▶ [Directions]:
The answer must consist of every line from the data that holds the string "RwSignal".

▶ [Stored items]:
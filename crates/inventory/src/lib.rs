//! Inventory items as the dashboards see them.
//!
//! Stock accounting happens server-side; this crate models the wire shapes
//! and the add-item form's checks (no IO, no HTTP, no storage).

pub mod item;

pub use item::{InventoryItem, ItemPayload, ItemOption};
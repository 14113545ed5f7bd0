use core::convert::Infallible;
use core::str::FromStr;

use serde::{Deserialize, Serialize};

/// Role carried by a session.
///
/// Recognized roles are matched case-insensitively. Anything else is kept
/// verbatim in [`Role::Unrecognized`] so it round-trips through storage
/// unchanged and resolves to the public entry path.
#[derive(Debug, Clone, PartialEq, Eq, Hash, Serialize, Deserialize)]
#[serde(from = "String", into = "String")]
pub enum Role {
    Buyer,
    Supplier,
    Manager,
    Unrecognized(String),
}

impl Role {
    /// Roles a user can register with, in the order the form offers them.
    pub const REGISTRABLE: [Role; 3] = [Role::Supplier, Role::Buyer, Role::Manager];

    pub fn parse(raw: &str) -> Self {
        if raw.eq_ignore_ascii_case("BUYER") {
            Role::Buyer
        } else if raw.eq_ignore_ascii_case("SUPPLIER") {
            Role::Supplier
        } else if raw.eq_ignore_ascii_case("MANAGER") {
            Role::Manager
        } else {
            Role::Unrecognized(raw.to_string())
        }
    }

    /// Wire form (`BUYER`, `SUPPLIER`, `MANAGER`, or the raw unrecognized value).
    pub fn as_str(&self) -> &str {
        match self {
            Role::Buyer => "BUYER",
            Role::Supplier => "SUPPLIER",
            Role::Manager => "MANAGER",
            Role::Unrecognized(raw) => raw,
        }
    }

    pub fn is_recognized(&self) -> bool {
        !matches!(self, Role::Unrecognized(_))
    }

    /// Human-facing label used by the registration form.
    pub fn label(&self) -> &str {
        match self {
            Role::Buyer => "Buyer",
            Role::Supplier => "Supplier",
            Role::Manager => "Supply Chain Manager",
            Role::Unrecognized(raw) => raw,
        }
    }
}

impl From<String> for Role {
    fn from(value: String) -> Self {
        match Role::parse(&value) {
            Role::Unrecognized(_) => Role::Unrecognized(value),
            known => known,
        }
    }
}

impl From<&str> for Role {
    fn from(value: &str) -> Self {
        Role::parse(value)
    }
}

impl From<Role> for String {
    fn from(value: Role) -> Self {
        match value {
            Role::Unrecognized(raw) => raw,
            known => known.as_str().to_string(),
        }
    }
}

impl FromStr for Role {
    type Err = Infallible;

    fn from_str(s: &str) -> Result<Self, Self::Err> {
        Ok(Role::parse(s))
    }
}

impl core::fmt::Display for Role {
    fn fmt(&self, f: &mut core::fmt::Formatter<'_>) -> core::fmt::Result {
        f.write_str(self.as_str())
    }
}
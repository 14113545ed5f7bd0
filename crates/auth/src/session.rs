use serde::{Deserialize, Serialize};
use serde_json::{Map, Value};

use chainboard_core::{Role, Route};

/// The authenticated identity as returned by the login endpoint.
///
/// Only `role` is interpreted; every other field is kept opaque and written
/// back to storage untouched.
#[derive(Debug, Clone, PartialEq, Default, Serialize, Deserialize)]
pub struct Session {
    #[serde(default, skip_serializing_if = "Option::is_none")]
    role: Option<Role>,

    #[serde(flatten)]
    identity: Map<String, Value>,
}

impl Session {
    pub fn new(role: Role) -> Self {
        Self {
            role: Some(role),
            identity: Map::new(),
        }
    }

    pub fn with_field(mut self, key: impl Into<String>, value: impl Into<Value>) -> Self {
        self.identity.insert(key.into(), value.into());
        self
    }

    /// The session's role. An empty role string counts as no role.
    pub fn role(&self) -> Option<&Role> {
        self.role.as_ref().filter(|role| !role.as_str().is_empty())
    }

    /// A session without a role is treated exactly like no session at all.
    pub fn is_authenticated(&self) -> bool {
        self.role().is_some()
    }

    /// The dashboard this session may view (`Login` for unrecognized roles).
    pub fn canonical_route(&self) -> Route {
        self.role().map_or(Route::ENTRY, Route::for_role)
    }

    /// Bearer token, when the backend issued one.
    pub fn token(&self) -> Option<&str> {
        self.identity.get("token").and_then(Value::as_str)
    }

    pub fn email(&self) -> Option<&str> {
        self.identity.get("email").and_then(Value::as_str)
    }

    pub fn field(&self, key: &str) -> Option<&Value> {
        self.identity.get(key)
    }
}

/// Role of a possibly-absent session, with "no role" folded into `None`.
pub fn session_role(session: Option<&Session>) -> Option<&Role> {
    session.and_then(Session::role)
}
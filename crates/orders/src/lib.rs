//! Orders as the dashboards see them.
//!
//! The backend owns the order lifecycle; this crate only models the wire
//! representation, the payloads the dashboards send, and the view-side
//! rules for which rows and actions to show (no IO, no HTTP, no storage).

pub mod insights;
pub mod order;
pub mod report;

pub use insights::DashboardInsights;
pub use order::{NewOrder, Order, OrderStatus, OrderUpdate};
pub use report::{ItemVolume, PerformanceReport};
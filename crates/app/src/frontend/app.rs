//! Leptos application with routing.

use leptos::*;
use leptos_router::*;

use chainboard_auth::{GateDecision, LocalStorageSessionStore, SessionConfig};
use chainboard_client::{ApiClient, ClientConfig, SupplyChainApi};
use chainboard_core::{ItemId, OrderId, Role, Route as AppRoute};
use chainboard_orders::{DashboardInsights, OrderStatus, PerformanceReport};

use crate::navigator::Navigator;
use crate::views::{
    self, BuyerDashboard, CollectionState, Control, Dashboard, InlineErrors, Loadable, LoginView,
    ManagerDashboard, ModelCell, RegisterView, SupplierDashboard,
};

type AppNavigator = Navigator<LocalStorageSessionStore>;

/// Shared by every page through the Leptos context.
#[derive(Clone)]
struct AppContext {
    navigator: AppNavigator,
    client: ClientConfig,
}

impl AppContext {
    /// Client carrying the current session's token. Built per request so a
    /// login or logout takes effect on the next call.
    fn api(&self) -> ApiClient {
        ApiClient::for_session(&self.client, self.navigator.session().as_ref())
    }
}

fn replace_history() -> NavigateOptions {
    NavigateOptions {
        replace: true,
        ..Default::default()
    }
}

impl<D: 'static> ModelCell for RwSignal<D> {
    type Model = D;

    fn modify<R>(&self, f: impl FnOnce(&mut D) -> R) -> Option<R> {
        self.try_update(f)
    }
}

/// Issue the view's mount reads. Each lands on the signal when it arrives.
fn mount_reads<D: Dashboard + 'static>(state: RwSignal<D>, context: &AppContext) {
    let api = context.api();
    spawn_local(async move {
        views::load(&state, &api, D::MOUNT).await;
    });
}

/// Begin an action on the live view-model, then land its outcome on
/// whatever the signal holds when the response arrives.
fn dispatch<D, F>(state: RwSignal<D>, context: &AppContext, begin: F)
where
    D: Dashboard + 'static,
    D::Request: 'static,
    F: FnOnce(&mut D) -> Option<D::Request>,
{
    let Some(request) = state.try_update(begin).flatten() else {
        return;
    };
    let api = context.api();
    spawn_local(async move {
        views::complete(&state, &api, request).await;
    });
}

/// Main application component.
#[component]
pub fn App() -> impl IntoView {
    let session = SessionConfig::default();
    provide_context(AppContext {
        navigator: Navigator::new(LocalStorageSessionStore::new(&session)),
        client: ClientConfig::from_env(),
    });

    view! {
        <Router>
            <main>
                <Routes>
                    <Route
                        path=AppRoute::Login.path()
                        view=|| view! { <Gated route=AppRoute::Login><LoginPage/></Gated> }
                    />
                    <Route
                        path=AppRoute::Register.path()
                        view=|| view! { <Gated route=AppRoute::Register><RegisterPage/></Gated> }
                    />
                    <Route
                        path=AppRoute::Buyer.path()
                        view=|| view! { <Gated route=AppRoute::Buyer><BuyerPage/></Gated> }
                    />
                    <Route
                        path=AppRoute::Supplier.path()
                        view=|| view! { <Gated route=AppRoute::Supplier><SupplierPage/></Gated> }
                    />
                    <Route
                        path=AppRoute::Manager.path()
                        view=|| view! { <Gated route=AppRoute::Manager><ManagerPage/></Gated> }
                    />
                    <Route
                        path="/*any"
                        view=|| view! { <Redirect path=AppRoute::ENTRY.path() options=replace_history()/> }
                    />
                </Routes>
            </main>
        </Router>
    }
}

/// Public or authenticated gate, picked by the route. Re-evaluated on every
/// path change.
#[component]
fn Gated(route: AppRoute, children: ChildrenFn) -> impl IntoView {
    let context = expect_context::<AppContext>();
    let location = use_location();

    move || {
        let path = location.pathname.get();
        match context.navigator.evaluate(route, &path) {
            GateDecision::Render => children().into_view(),
            GateDecision::RedirectTo(target) => {
                tracing::info!(from = %path, to = target, "gate redirect");
                view! { <Redirect path=target options=replace_history()/> }.into_view()
            }
        }
    }
}
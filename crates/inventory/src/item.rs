use serde::{Deserialize, Serialize};

use chainboard_core::{DomainError, DomainResult, ItemId};

/// An inventory item as returned by `GET /inventory/item`.
#[derive(Debug, Clone, PartialEq, Serialize, Deserialize)]
#[serde(rename_all = "camelCase")]
pub struct InventoryItem {
    pub id: ItemId,
    #[serde(default)]
    pub item_name: String,
    #[serde(default)]
    pub quantity: i64,
    /// Unit cost, in currency units.
    #[serde(default)]
    pub cost: f64,
}

impl InventoryItem {
    /// Payload that rewrites this item with a new quantity.
    pub fn with_quantity(&self, quantity: i64) -> ItemPayload {
        ItemPayload {
            item_name: self.item_name.clone(),
            quantity: Some(quantity),
            cost: Some(self.cost),
        }
    }

    pub fn option(&self) -> ItemOption {
        ItemOption {
            item_id: self.id,
            item_name: self.item_name.clone(),
        }
    }
}

/// One entry of the buyer's item picker.
#[derive(Debug, Clone, PartialEq, Eq)]
pub struct ItemOption {
    pub item_id: ItemId,
    pub item_name: String,
}

/// Body of `POST /inventory/add` and `PUT /inventory/update/{id}`.
#[derive(Debug, Clone, Default, PartialEq, Serialize, Deserialize)]
#[serde(rename_all = "camelCase")]
pub struct ItemPayload {
    pub item_name: String,
    pub quantity: Option<i64>,
    #[serde(skip_serializing_if = "Option::is_none")]
    pub cost: Option<f64>,
}

impl ItemPayload {
    pub fn new(item_name: impl Into<String>, quantity: i64, cost: Option<f64>) -> Self {
        Self {
            item_name: item_name.into(),
            quantity: Some(quantity),
            cost,
        }
    }

    /// Name and quantity are both required; quantity may not be negative.
    pub fn validate(&self) -> DomainResult<()> {
        if self.item_name.trim().is_empty() {
            return Err(DomainError::validation("item name is required"));
        }
        match self.quantity {
            None => Err(DomainError::validation("quantity is required")),
            Some(q) if q < 0 => Err(DomainError::validation("quantity must not be negative")),
            Some(_) => Ok(()),
        }
    }
}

▶ [Written response]:
impl<D: 'static> ModelCell for RwSignal<D> {
fn mount_reads<D: Dashboard + 'static>(state: RwSignal<D>, context: &AppContext) {
fn dispatch<D, F>(state: RwSignal<D>, context: &AppContext, begin: F)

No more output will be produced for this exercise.